— What needs to be done —
Could you reproduce the material below exactly, from the line containing "pub mod traits;" through its last line, and leave out everything else?
====
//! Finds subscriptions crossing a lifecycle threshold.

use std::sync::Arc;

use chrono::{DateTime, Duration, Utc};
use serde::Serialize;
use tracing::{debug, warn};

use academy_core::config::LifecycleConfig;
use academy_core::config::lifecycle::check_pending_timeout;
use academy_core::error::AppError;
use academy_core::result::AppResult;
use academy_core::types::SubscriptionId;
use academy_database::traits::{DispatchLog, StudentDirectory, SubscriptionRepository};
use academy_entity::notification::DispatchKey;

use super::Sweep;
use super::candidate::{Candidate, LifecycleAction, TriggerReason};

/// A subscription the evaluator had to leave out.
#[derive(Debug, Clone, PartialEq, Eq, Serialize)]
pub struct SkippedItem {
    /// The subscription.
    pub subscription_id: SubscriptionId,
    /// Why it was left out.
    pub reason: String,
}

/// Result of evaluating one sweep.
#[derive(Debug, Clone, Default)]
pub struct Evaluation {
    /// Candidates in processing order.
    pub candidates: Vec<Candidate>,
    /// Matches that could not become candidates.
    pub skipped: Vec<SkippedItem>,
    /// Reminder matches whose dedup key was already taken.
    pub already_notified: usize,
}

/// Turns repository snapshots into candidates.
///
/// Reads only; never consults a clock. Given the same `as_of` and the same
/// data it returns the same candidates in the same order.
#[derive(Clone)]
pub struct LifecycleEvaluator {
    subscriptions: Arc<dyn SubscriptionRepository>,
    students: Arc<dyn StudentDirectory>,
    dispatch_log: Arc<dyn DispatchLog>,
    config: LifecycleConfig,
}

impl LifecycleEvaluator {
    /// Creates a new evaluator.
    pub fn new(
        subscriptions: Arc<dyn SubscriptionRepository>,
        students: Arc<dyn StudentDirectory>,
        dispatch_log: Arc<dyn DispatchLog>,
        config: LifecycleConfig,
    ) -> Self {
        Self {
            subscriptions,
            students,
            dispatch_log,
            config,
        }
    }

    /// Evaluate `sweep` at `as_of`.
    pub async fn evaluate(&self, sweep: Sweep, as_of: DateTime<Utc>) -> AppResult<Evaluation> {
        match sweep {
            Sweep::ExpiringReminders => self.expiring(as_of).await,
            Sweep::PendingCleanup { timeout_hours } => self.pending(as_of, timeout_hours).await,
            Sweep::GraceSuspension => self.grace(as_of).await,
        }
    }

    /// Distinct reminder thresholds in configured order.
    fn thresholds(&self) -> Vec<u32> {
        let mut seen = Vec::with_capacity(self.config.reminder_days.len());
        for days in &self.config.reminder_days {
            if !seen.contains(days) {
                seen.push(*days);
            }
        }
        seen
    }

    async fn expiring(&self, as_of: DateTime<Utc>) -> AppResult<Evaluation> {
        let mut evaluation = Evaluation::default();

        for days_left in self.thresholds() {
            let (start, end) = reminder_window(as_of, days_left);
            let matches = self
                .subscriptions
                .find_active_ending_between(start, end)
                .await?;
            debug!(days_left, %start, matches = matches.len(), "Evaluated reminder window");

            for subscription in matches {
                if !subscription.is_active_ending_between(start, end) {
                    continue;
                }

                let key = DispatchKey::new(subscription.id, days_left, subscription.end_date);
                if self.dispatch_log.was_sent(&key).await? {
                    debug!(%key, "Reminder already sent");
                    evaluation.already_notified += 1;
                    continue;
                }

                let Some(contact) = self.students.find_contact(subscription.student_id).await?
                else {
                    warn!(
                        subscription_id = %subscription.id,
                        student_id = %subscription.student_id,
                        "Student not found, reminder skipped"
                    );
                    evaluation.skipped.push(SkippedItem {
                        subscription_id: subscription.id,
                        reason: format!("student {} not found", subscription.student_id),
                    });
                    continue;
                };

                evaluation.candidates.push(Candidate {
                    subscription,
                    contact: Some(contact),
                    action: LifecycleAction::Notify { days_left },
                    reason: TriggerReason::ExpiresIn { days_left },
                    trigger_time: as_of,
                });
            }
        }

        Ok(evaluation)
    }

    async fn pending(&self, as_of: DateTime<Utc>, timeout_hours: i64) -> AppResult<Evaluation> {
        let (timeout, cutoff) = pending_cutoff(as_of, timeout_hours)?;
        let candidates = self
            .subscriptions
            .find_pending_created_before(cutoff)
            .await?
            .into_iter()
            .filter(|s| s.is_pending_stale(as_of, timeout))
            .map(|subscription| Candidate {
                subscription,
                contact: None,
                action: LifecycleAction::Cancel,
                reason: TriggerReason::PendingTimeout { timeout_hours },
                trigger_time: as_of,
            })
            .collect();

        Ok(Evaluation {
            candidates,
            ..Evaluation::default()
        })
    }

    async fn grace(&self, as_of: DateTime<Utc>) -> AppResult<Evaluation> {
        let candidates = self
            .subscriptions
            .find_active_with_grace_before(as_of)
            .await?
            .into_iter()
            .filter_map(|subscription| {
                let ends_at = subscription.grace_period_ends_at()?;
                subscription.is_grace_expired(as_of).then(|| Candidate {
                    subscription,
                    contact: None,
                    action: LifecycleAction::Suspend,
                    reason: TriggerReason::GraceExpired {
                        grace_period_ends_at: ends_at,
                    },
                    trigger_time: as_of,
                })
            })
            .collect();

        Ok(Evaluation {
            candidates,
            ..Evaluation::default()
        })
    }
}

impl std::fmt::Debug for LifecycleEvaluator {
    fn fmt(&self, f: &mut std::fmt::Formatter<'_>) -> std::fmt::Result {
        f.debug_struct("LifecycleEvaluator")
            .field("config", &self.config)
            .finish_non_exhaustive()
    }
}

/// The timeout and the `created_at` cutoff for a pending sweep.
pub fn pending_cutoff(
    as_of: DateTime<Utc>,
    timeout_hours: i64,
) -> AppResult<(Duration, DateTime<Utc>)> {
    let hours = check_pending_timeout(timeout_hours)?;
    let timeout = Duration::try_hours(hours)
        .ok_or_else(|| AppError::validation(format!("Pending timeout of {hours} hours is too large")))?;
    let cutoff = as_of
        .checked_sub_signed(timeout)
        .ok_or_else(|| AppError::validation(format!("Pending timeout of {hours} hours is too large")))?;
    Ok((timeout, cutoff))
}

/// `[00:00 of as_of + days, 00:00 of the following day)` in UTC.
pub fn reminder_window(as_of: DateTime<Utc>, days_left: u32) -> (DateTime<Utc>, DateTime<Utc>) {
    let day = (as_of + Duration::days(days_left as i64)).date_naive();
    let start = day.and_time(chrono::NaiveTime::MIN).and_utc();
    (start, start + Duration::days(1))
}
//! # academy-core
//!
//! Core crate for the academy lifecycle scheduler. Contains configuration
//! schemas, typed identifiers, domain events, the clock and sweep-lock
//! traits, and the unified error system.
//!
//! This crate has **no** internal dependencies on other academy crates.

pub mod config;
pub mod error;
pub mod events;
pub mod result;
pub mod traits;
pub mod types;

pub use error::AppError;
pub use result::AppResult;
====
— Exercise solution —
pub mod traits;
pub mod types;

pub use error::AppError;
pub use result::AppResult;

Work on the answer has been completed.